The star cut into the tree over Salvadore's body was located in a slightly different position in relation to her body, and the note that had been left at the scene was slightly different as well. This time, though the star had been drawn on a standard-size piece of printer paper, new letters had been written on it. It appeared that both sets of the victims' initials had been interwoven:
T SC N
Was the killer playing with them? Trying to communicate? If he wanted credit for both killings, why not write T C N S, the order of the women's first and last names? Why mix the initials up?
Alvarez narrowed her eyes. She was a computer wizard and had run several programs trying to find out if the four letters meant anything. So far, she'd come up dry.
"Bastard," she muttered, trying to imagine what kind of monster would do something so brutal and cruel as to leave a woman to freeze in the wilds of Montana in the winter.
Interviews with those closest to Nina Salvadore had provided no additional clues. She'd been on her way back to California, though she'd planned to meet up with friends in Oregon first, and had driven from Helena, Montana, where she'd been visiting her sister. The missing persons report had been filed in Oregon first, when she hadn't arrived in the small town of Seaside and had been missing for twenty-four hours. In Helena, Nina's sister had filed a similar report that same day.
Despite combing the crime scenes, bodies and wrecked cars, and working with police in the hometowns where the women had lived, the department had no suspects.

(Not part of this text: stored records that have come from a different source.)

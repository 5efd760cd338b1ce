//! JSON HTTP API.
//!
//! Routes:
//! - `GET /api/leaderboard?sort=&page=`
//! - `GET /api/player-details?id=` and `GET /api/player-details/{id}`
//! - `GET /api/minecraft?username=&type=profile|skin`
//! - `GET /health`

mod error;
mod handlers;
mod http;

pub use http::{AppState, WebRouter};
use crate::leaderboard::{Aggregator, LeaderboardParams, LeaderboardQuery};
use crate::models::{OutputPage, PlayerDetails, PlayerStats};
use crate::upstream;

use super::error::ApiError;
use super::http::AppState;

#[derive(Debug, Default, Deserialize)]
pub struct PlayerIdParams {
    pub id: Option<String>,
}

#[derive(Debug, Default, Deserialize)]
pub struct MinecraftParams {
    pub username: Option<String>,
    #[serde(rename = "type")]
    pub kind: Option<String>,
}

fn non_empty(value: Option<String>) -> Option<String> {
    value.filter(|v| !v.trim().is_empty())
}

pub async fn health() -> Json<Value> {
    Json(json!({ "status": "ok", "version": env!("CARGO_PKG_VERSION") }))
}

/// `GET /api/leaderboard?sort=&page=`
pub async fn leaderboard(
    State(state): State<AppState>,
    Query(params): Query<LeaderboardParams>,
) -> Result<Json<OutputPage>, ApiError> {
    let query = LeaderboardQuery::from_params(&params, state.leaderboard.defaults);
    info!("Leaderboard request sort={} page={}", query.sort, query.page);

    let aggregator = Aggregator::new(state.stats.as_ref(), state.leaderboard.aggregator.clone());
    let page = aggregator
        .get_leaderboard_page(query.sort, query.page, state.leaderboard.page_size)
        .await
        .map_err(ApiError::Leaderboard)?;

    Ok(Json(page))
}

/// `GET /api/player-details?id=`: flattened stats plus the player's name.
pub async fn player_details(
    State(state): State<AppState>,
    Query(params): Query<PlayerIdParams>,
) -> Result<Json<PlayerDetails>, ApiError> {
    let id = non_empty(params.id).ok_or(ApiError::BadRequest("Player ID is required"))?;

    let stats = state
        .stats
        .fetch_player(&id)
        .await
        .map_err(ApiError::PlayerDetails)?;

    let name = upstream::player_name(state.profiles.as_ref(), &stats).await;

    Ok(Json(PlayerDetails::from_stats(&stats, name)))
}

/// `GET /api/player-details/{id}`: raw upstream stats.
pub async fn player_stats(
    State(state): State<AppState>,
    Path(id): Path<String>,
) -> Result<Json<PlayerStats>, ApiError> {
    let id = non_empty(Some(id)).ok_or(ApiError::BadRequest("Player ID is required"))?;

    let stats = state
        .stats
        .fetch_player(&id)
        .await
        .map_err(ApiError::PlayerDetails)?;

    Ok(Json(stats))
}

/// `GET /api/minecraft?username=&type=profile|skin`
pub async fn minecraft(
    State(state): State<AppState>,
    Query(params): Query<MinecraftParams>,
) -> Result<Response, ApiError> {
    let (Some(username), Some(kind)) = (non_empty(params.username), non_empty(params.kind)) else {
        return Err(ApiError::BadRequest("Username and type are required"));
    };

    match kind.as_str() {
        "profile" => {
            let profile = state
                .profiles
                .fetch_profile(&username)
                .await
                .map_err(ApiError::Minecraft)?;
            Ok(Json(profile).into_response())
        }
        "skin" => {
            let png = state
                .profiles
                .fetch_skin(&username)
                .await
                .map_err(ApiError::Minecraft)?;
            Ok((
                [
                    (header::CONTENT_TYPE, "image/png"),
                    (header::CACHE_CONTROL, "public, max-age=3600"),
                ],
                png,
            )
                .into_response())
        }
        _ => Err(ApiError::BadRequest("Invalid type")),
    }
}
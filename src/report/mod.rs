//! Report rendering for the terminal front-end.

pub mod generator;

pub use generator::*;
//! Leaderboard aggregation, pagination and request parsing.

pub mod aggregator;
pub mod query;

pub use aggregator::{compute_output_page, Aggregator, AggregatorConfig};
pub use query::{LeaderboardParams, LeaderboardQuery, QueryDefaults};
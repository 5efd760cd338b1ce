//! Request parameters for the leaderboard.
//!
//! Raw query strings are turned into typed values here, once, so the
//! aggregator never sees an invalid sort key or page number.

use crate::models::SortKey;
use serde::Deserialize;

/// Raw `?sort=&page=` parameters, exactly as the client sent them.
#[derive(Debug, Clone, Default, Deserialize)]
pub struct LeaderboardParams {
    pub sort: Option<String>,
    pub page: Option<String>,
}

/// Values used when a parameter is missing or unusable.
#[derive(Debug, Clone, Copy, PartialEq, Eq)]
pub struct QueryDefaults {
    pub sort: SortKey,
    pub page: u32,
}

impl Default for QueryDefaults {
    fn default() -> Self {
        Self {
            sort: SortKey::Kills,
            page: 1,
        }
    }
}

/// A validated leaderboard request.
#[derive(Debug, Clone, Copy, PartialEq, Eq)]
pub struct LeaderboardQuery {
    pub sort: SortKey,
    /// 1-based, never zero.
    pub page: u32,
}

impl LeaderboardQuery {
    /// Applies the defaults: unknown or absent sort falls back to the
    /// default sort; a page that is absent, not a whole number, or below 1
    /// falls back to the default page.
    pub fn from_params(params: &LeaderboardParams, defaults: QueryDefaults) -> Self {
        let sort = params
            .sort
            .as_deref()
            .and_then(|s| s.parse::<SortKey>().ok())
            .unwrap_or(defaults.sort);

        let page = params
            .page
            .as_deref()
            .and_then(parse_page)
            .unwrap_or(defaults.page.max(1));

        Self { sort, page }
    }
}

fn parse_page(raw: &str) -> Option<u32> {
    let page = raw.trim().parse::<i64>().ok()?;
    if page < 1 {
        return None;
    }
    Some(u32::try_from(page).unwrap_or(u32::MAX))
}
//! Error responses of the JSON API.

use crate::upstream::UpstreamError;
use axum::http::StatusCode;
use axum::response::{IntoResponse, Response};
use axum::Json;
use serde_json::json;
use tracing::error;

/// Every way an API handler can fail. The display text is what the client
/// sees in `{"error": ...}`; upstream details only go to the log.
#[derive(Debug, thiserror::Error)]
pub enum ApiError {
    #[error("{0}")]
    BadRequest(&'static str),

    #[error("Failed to fetch leaderboard")]
    Leaderboard(#[source] UpstreamError),

    #[error("Failed to fetch player details")]
    PlayerDetails(#[source] UpstreamError),

    #[error("Failed to fetch Minecraft data")]
    Minecraft(#[source] UpstreamError),
}

impl ApiError {
    pub fn status(&self) -> StatusCode {
        match self {
            ApiError::BadRequest(_) => StatusCode::BAD_REQUEST,
            ApiError::Leaderboard(_) | ApiError::PlayerDetails(_) | ApiError::Minecraft(_) => {
                StatusCode::INTERNAL_SERVER_ERROR
            }
        }
    }
}

impl IntoResponse for ApiError {
    fn into_response(self) -> Response {
        match self {
            ApiError::Leaderboard(ref e)
            | ApiError::PlayerDetails(ref e)
            | ApiError::Minecraft(ref e) => error!("{}: {}", self, e),
            ApiError::BadRequest(_) => {}
        }

        (self.status(), Json(json!({ "error": self.to_string() }))).into_response()
    }
}
//! Leaderboard aggregation and re-pagination.
//!
//! The stats API pages its `top` listing with its own, unknown page size and
//! never reports a total. The aggregator walks those pages in order until the
//! upstream runs dry, then cuts the concatenated list into pages of our own
//! size.

use crate::config::LeaderboardConfig;
use crate::models::{AggregatedResult, LeaderboardEntry, OutputPage, SortKey, StopReason};
use crate::upstream::{StatsSource, UpstreamError, UpstreamPage};
use indicatif::ProgressBar;
use std::time::Duration;
use tokio::time::Instant;
use tracing::{debug, info, warn};

/// Bounds on a single aggregation run.
#[derive(Debug, Clone)]
pub struct AggregatorConfig {
    /// Maximum number of upstream pages to request.
    pub max_upstream_pages: u32,
    /// Wall-clock budget for the whole run.
    pub deadline: Option<Duration>,
}

impl Default for AggregatorConfig {
    fn default() -> Self {
        Self {
            max_upstream_pages: 1000,
            deadline: Some(Duration::from_secs(60)),
        }
    }
}

impl From<&LeaderboardConfig> for AggregatorConfig {
    fn from(config: &LeaderboardConfig) -> Self {
        Self {
            max_upstream_pages: config.max_upstream_pages,
            deadline: (config.deadline_seconds > 0)
                .then(|| Duration::from_secs(config.deadline_seconds)),
        }
    }
}

/// Fetches every upstream page for a sort key and re-pages the result.
pub struct Aggregator<'a> {
    source: &'a dyn StatsSource,
    config: AggregatorConfig,
    progress: Option<ProgressBar>,
}

impl<'a> Aggregator<'a> {
    pub fn new(source: &'a dyn StatsSource, config: AggregatorConfig) -> Self {
        Self {
            source,
            config,
            progress: None,
        }
    }

    /// Report fetched pages on a spinner.
    pub fn with_progress(mut self, progress: ProgressBar) -> Self {
        self.progress = Some(progress);
        self
    }

    /// Request upstream pages 1, 2, 3, ... until one of them is empty or
    /// answers with a non-success status, or a configured bound is hit.
    ///
    /// An upstream with exactly `max_upstream_pages` pages still ends as
    /// `Exhausted`: the page after the limit is requested and only its
    /// entries are dropped when it is not empty.
    ///
    /// Entries keep upstream order. Whatever was collected before the loop
    /// stopped is returned; only transport failures are errors.
    pub async fn fetch_all_upstream_pages(
        &self,
        sort: SortKey,
    ) -> Result<AggregatedResult, UpstreamError> {
        let started = Instant::now();
        let mut entries: Vec<LeaderboardEntry> = Vec::new();
        let mut upstream_pages = 0u32;

        let stop_reason = loop {
            // Past the limit one more page is requested, only to tell a
            // finished upstream from a truncated one.
            let past_limit = upstream_pages >= self.config.max_upstream_pages;
            let page = upstream_pages.saturating_add(1);
            debug!("Fetching upstream page {} (sort={})", page, sort);

            let fetch = self.source.fetch_top_page(sort, page);
            let response = match self.config.deadline {
                Some(deadline) => {
                    let remaining = deadline.saturating_sub(started.elapsed());
                    match tokio::time::timeout(remaining, fetch).await {
                        Ok(response) => response?,
                        Err(_) => {
                            warn!(
                                "Fetch deadline of {:?} exceeded at upstream page {} (sort={})",
                                deadline, page, sort
                            );
                            break StopReason::Deadline;
                        }
                    }
                }
                None => fetch.await?,
            };

            match response {
                UpstreamPage::Unavailable(status) => {
                    warn!(
                        "Upstream page {} answered {}; keeping {} entries collected so far",
                        page,
                        status,
                        entries.len()
                    );
                    break StopReason::UpstreamUnavailable(status.as_u16());
                }
                UpstreamPage::Entries(batch) if batch.is_empty() => {
                    debug!("Upstream page {} is empty, end of data", page);
                    break StopReason::Exhausted;
                }
                UpstreamPage::Entries(_) if past_limit => {
                    warn!(
                        "Stopping after {} upstream pages for sort={} (page limit)",
                        upstream_pages, sort
                    );
                    break StopReason::PageLimit;
                }
                UpstreamPage::Entries(batch) => {
                    upstream_pages += 1;
                    entries.extend(batch);

                    if let Some(ref pb) = self.progress {
                        pb.set_message(format!(
                            "{} players from {} upstream pages",
                            entries.len(),
                            upstream_pages
                        ));
                    }
                }
            }
        };

        info!(
            "Aggregated {} players from {} upstream pages (sort={}, {}) in {:.2}s",
            entries.len(),
            upstream_pages,
            sort,
            stop_reason,
            started.elapsed().as_secs_f64()
        );

        Ok(AggregatedResult {
            entries,
            upstream_pages,
            stop_reason,
        })
    }

    /// Aggregate the whole leaderboard and return one page of it.
    pub async fn get_leaderboard_page(
        &self,
        sort: SortKey,
        requested_page: u32,
        page_size: usize,
    ) -> Result<OutputPage, UpstreamError> {
        let aggregated = self.fetch_all_upstream_pages(sort).await?;

        let mut page = compute_output_page(&aggregated.entries, requested_page, page_size);
        page.complete = aggregated.is_complete();
        Ok(page)
    }
}

/// Cut one page out of the aggregated entries.
///
/// The requested page is clamped to the last page. With no entries at all
/// there are zero pages and the requested number is passed through with an
/// empty slice. The slice never holds more than `page_size` entries.
pub fn compute_output_page(
    entries: &[LeaderboardEntry],
    requested_page: u32,
    page_size: usize,
) -> OutputPage {
    let total_players = entries.len();
    let total_pages = if page_size == 0 {
        0
    } else {
        u32::try_from(total_players.div_ceil(page_size)).unwrap_or(u32::MAX)
    };

    let page = if total_pages > 0 {
        requested_page.min(total_pages)
    } else {
        requested_page
    };

    let start = (page.saturating_sub(1) as usize)
        .saturating_mul(page_size)
        .min(total_players);
    let end = (page as usize)
        .saturating_mul(page_size)
        .min(total_players)
        .max(start);

    OutputPage {
        page,
        total_pages,
        total_players,
        complete: true,
        leaderboard: entries[start..end].to_vec(),
        page_size,
    }
}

Or victims who had been targeted and stalked?
Alvarez bit her lip and found no answers.
After staring at the screen for a few minutes, she gave up, left her cubicle and made her way down a long hallway. She veered to the left and through a doorway to the lunchroom, a windowless area complete with small kitchen and a few scattered tables.
A glass pot of congealing coffee sat on a warmer. Left over from the night shift. Selena dumped the dark liquid and the pre-measured packet of grounds and started over, rinsing the pot, filling the reservoir with water and finding a fresh package of dark roast in a drawer.

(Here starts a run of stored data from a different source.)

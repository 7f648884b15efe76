//! Cart Aggregate
//!
//! Holds at most one line per product id. Line order is insertion order and
//! only matters for display. Totals are derived on read; nothing is cached.

use rust_decimal::Decimal;
use serde::{Deserialize, Serialize};

use crate::domain::aggregates::Product;
use crate::domain::value_objects::Money;

/// One product-to-quantity association. `quantity >= 1` while the line
/// exists; a quantity that would drop to zero removes the line instead.
#[derive(Clone, Debug, PartialEq, Serialize, Deserialize)]
pub struct CartLine {
    pub product: Product,
    pub quantity: u32,
}

impl CartLine {
    pub fn line_total(&self, currency: &str) -> Money {
        Money::new(self.product.price, currency).multiply(self.quantity)
    }
}

#[derive(Clone, Debug)]
pub struct Cart {
    lines: Vec<CartLine>,
    currency: String,
}

impl Cart {
    pub fn new(currency: &str) -> Self {
        Self { lines: vec![], currency: currency.to_string() }
    }

    pub fn from_lines(lines: Vec<CartLine>, currency: &str) -> Self {
        let mut cart = Self::new(currency);
        for line in lines {
            cart.merge_line(line);
        }
        cart
    }

    pub fn lines(&self) -> &[CartLine] { &self.lines }
    pub fn currency(&self) -> &str { &self.currency }
    pub fn is_empty(&self) -> bool { self.lines.is_empty() }
    pub fn line_count(&self) -> usize { self.lines.len() }

    /// Adds one unit of `product`: increments the existing line or appends a
    /// new one with quantity 1. Stock is deliberately not checked here.
    pub fn add_product(&mut self, product: Product) {
        if let Some(existing) = self.lines.iter_mut().find(|l| l.product.id == product.id) {
            existing.quantity = existing.quantity.saturating_add(1);
        } else {
            self.lines.push(CartLine { product, quantity: 1 });
        }
    }

    /// Replaces a line's quantity. `quantity <= 0` removes the line; an
    /// unknown product id is a no-op. Returns true if the cart changed.
    pub fn set_quantity(&mut self, product_id: &str, quantity: i64) -> bool {
        if quantity <= 0 {
            return self.remove(product_id);
        }
        let quantity = u32::try_from(quantity).unwrap_or(u32::MAX);
        match self.lines.iter_mut().find(|l| l.product.id == product_id) {
            Some(line) => {
                line.quantity = quantity;
                true
            }
            None => false,
        }
    }

    /// Removes the line if present; absent ids are a no-op, not an error.
    pub fn remove(&mut self, product_id: &str) -> bool {
        let before = self.lines.len();
        self.lines.retain(|l| l.product.id != product_id);
        self.lines.len() != before
    }

    pub fn clear(&mut self) { self.lines.clear(); }

    pub fn total_items(&self) -> u64 {
        self.lines.iter().map(|l| u64::from(l.quantity)).sum()
    }

    pub fn total_price(&self) -> Money {
        self.lines.iter().fold(Money::zero(&self.currency), |acc, l| {
            acc.add(&l.line_total(&self.currency)).unwrap_or(acc)
        })
    }

    // Restores a persisted line, collapsing duplicate product ids so the
    // one-line-per-product invariant holds even for hand-edited payloads.
    fn merge_line(&mut self, line: CartLine) {
        if line.quantity == 0 {
            return;
        }
        if let Some(existing) = self.lines.iter_mut().find(|l| l.product.id == line.product.id) {
            existing.quantity = line.quantity;
        } else {
            self.lines.push(line);
        }
    }
}
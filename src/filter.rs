//! Filter engine
//!
//! Pure derivation of the visible product list from catalog, category
//! selector, and free-text query. No ranking: results keep catalog order.

use crate::domain::aggregates::Product;

/// Category selector. `All` is the identity filter.
#[derive(Clone, Debug, Default, PartialEq, Eq)]
pub enum CategoryFilter {
    #[default]
    All,
    Named(String),
}

impl From<String> for CategoryFilter {
    fn from(value: String) -> Self {
        if value.is_empty() || value == "All" {
            Self::All
        } else {
            Self::Named(value)
        }
    }
}

impl CategoryFilter {
    fn matches(&self, product: &Product) -> bool {
        match self {
            Self::All => true,
            Self::Named(category) => product.category == *category,
        }
    }
}

/// Filters `products` by category, then by case-insensitive substring match
/// against name or description. An empty query matches everything. An empty
/// result is a normal value, not an error.
pub fn filter_products<'a>(
    products: &'a [Product],
    category: &CategoryFilter,
    query: &str,
) -> Vec<&'a Product> {
    let needle = query.trim().to_lowercase();
    products
        .iter()
        .filter(|p| category.matches(p))
        .filter(|p| {
            needle.is_empty()
                || p.name.to_lowercase().contains(&needle)
                || p.description.to_lowercase().contains(&needle)
        })
        .collect()
}

/// Holds the two filter intents so the presentation layer can mutate one
/// input and re-derive the view.
#[derive(Clone, Debug, Default)]
pub struct ProductFilter {
    query: String,
    category: CategoryFilter,
}

impl ProductFilter {
    pub fn new() -> Self {
        Self::default()
    }

    pub fn set_query(&mut self, query: impl Into<String>) {
        self.query = query.into();
    }

    pub fn set_category(&mut self, category: impl Into<String>) {
        self.category = CategoryFilter::from(category.into());
    }

    pub fn query(&self) -> &str {
        &self.query
    }

    pub fn category(&self) -> &CategoryFilter {
        &self.category
    }

    pub fn apply<'a>(&self, products: &'a [Product]) -> Vec<&'a Product> {
        filter_products(products, &self.category, &self.query)
    }
}

#[cfg(test)]
mod tests {
    use super::*;
    use rust_decimal::Decimal;

    fn mugs() -> Vec<Product> {
        vec![
            Product::new("1", "Red Mug", "Ceramic mug", "", "Drinkware", 4.0, Decimal::new(999, 2), 5),
            Product::new("2", "Blue Cup", "Ceramic cup", "", "Drinkware", 4.0, Decimal::new(899, 2), 5),
            Product::new("3", "Desk Lamp", "A mug-shaped lamp", "", "Home", 4.0, Decimal::new(1999, 2), 5),
        ]
    }

    #[test]
    fn test_query_matches_name_case_insensitive() {
        let catalog = mugs();
        let result = filter_products(&catalog, &CategoryFilter::All, "mug");
        let names: Vec<&str> = result.iter().map(|p| p.name.as_str()).collect();
        assert_eq!(names, vec!["Red Mug", "Desk Lamp"]); // lamp matches on description
    }

    #[test]
    fn test_category_restricts_query() {
        let catalog = mugs();
        let result = filter_products(&catalog, &CategoryFilter::Named("Drinkware".into()), "mug");
        assert_eq!(result.len(), 1);
        assert_eq!(result[0].name, "Red Mug");
    }

    #[test]
    fn test_no_match_is_empty_not_error() {
        let catalog = mugs();
        let result = filter_products(&catalog, &CategoryFilter::Named("Garden".into()), "");
        assert!(result.is_empty());
    }

    #[test]
    fn test_all_and_empty_query_are_identity() {
        let catalog = mugs();
        assert_eq!(filter_products(&catalog, &CategoryFilter::All, "").len(), 3);
        assert_eq!(CategoryFilter::from("All".to_string()), CategoryFilter::All);
        assert_eq!(CategoryFilter::from(String::new()), CategoryFilter::All);
    }

    #[test]
    fn test_intents_re_derive_view() {
        let catalog = mugs();
        let mut filter = ProductFilter::new();
        filter.set_query("CERAMIC");
        assert_eq!(filter.apply(&catalog).len(), 2);
        filter.set_category("Home");
        assert!(filter.apply(&catalog).is_empty());
    }
}
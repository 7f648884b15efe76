//! Storefront Service
//!
//! Catalog browsing, cart state, and order history for a small storefront.
//!
//! ## Features
//! - Product catalog with search and category filtering
//! - Session-scoped shopping cart with local or remote persistence
//! - Guest-to-account cart migration on sign-in
//! - Checkout entry point and per-user order history

use thiserror::Error;

pub mod catalog;
pub mod domain;
pub mod filter;
pub mod persistence;
pub mod store;

pub use catalog::CatalogProvider;
pub use domain::aggregates::{Cart, CartLine, Order, OrderItem, Product};
pub use filter::ProductFilter;
pub use persistence::{CartPersistence, LocalCartStore, RemoteCartStore};
pub use store::{CartStore, SessionCarts, SessionIdentity};

// =============================================================================
// Error Types
// =============================================================================

/// Faults raised by a persistence backend (local slot or remote rows).
#[derive(Error, Debug)]
pub enum PersistenceError {
    #[error("serialization failed: {0}")]
    Serialization(#[from] serde_json::Error),

    #[error("database error: {0}")]
    Database(#[from] sqlx::Error),

    #[error("storage slot error: {0}")]
    Slot(#[from] std::io::Error),
}

#[derive(Error, Debug)]
pub enum StorefrontError {
    #[error("product not found")]
    ProductNotFound,

    #[error("catalog unavailable: {0}")]
    CatalogUnavailable(String),

    #[error("cart is empty")]
    EmptyCart,

    #[error("checkout requires a signed-in session")]
    SignInRequired,

    #[error("cart migration failed: {0}")]
    MigrationFailed(#[source] PersistenceError),

    #[error(transparent)]
    Persistence(#[from] PersistenceError),
}

pub type Result<T> = std::result::Result<T, StorefrontError>;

All the while the coffee machine sputtered, dripped and brewed, she considered the bizarre killings. The lab had found traces of bark in both victims' hair. The wood splinters matched those of the trees to which they had been lashed. The bruises and contusions on their bodies had been consistent with being tethered to the trees, and they each had a cut or two from a knife, nothing deep, just a quick little slice, or prick, as if whoever had been urging them to their ultimate place of death had prodded them along.
But other wounds had begun to heal, according to the autopsies. Injuries consistent with what had been sustained in their car wrecks had begun to heal: broken metacarpals, cracked ribs and a fractured radius in Theresa Charleton's case; a broken clavicle and dislocated knee for Nina Salvadore. Each woman's bones appeared to have been set, her abrasions tended to. Salvadore even appeared to have had recent stitches on her right cheek and an area of scalp where some hair had been shaved away.
Where had he kept them?
Why bring them somewhat back to health only to leave their naked bodies out in the weather? Why heal them only to let them die?
According to the ME, neither woman had been sexually molested.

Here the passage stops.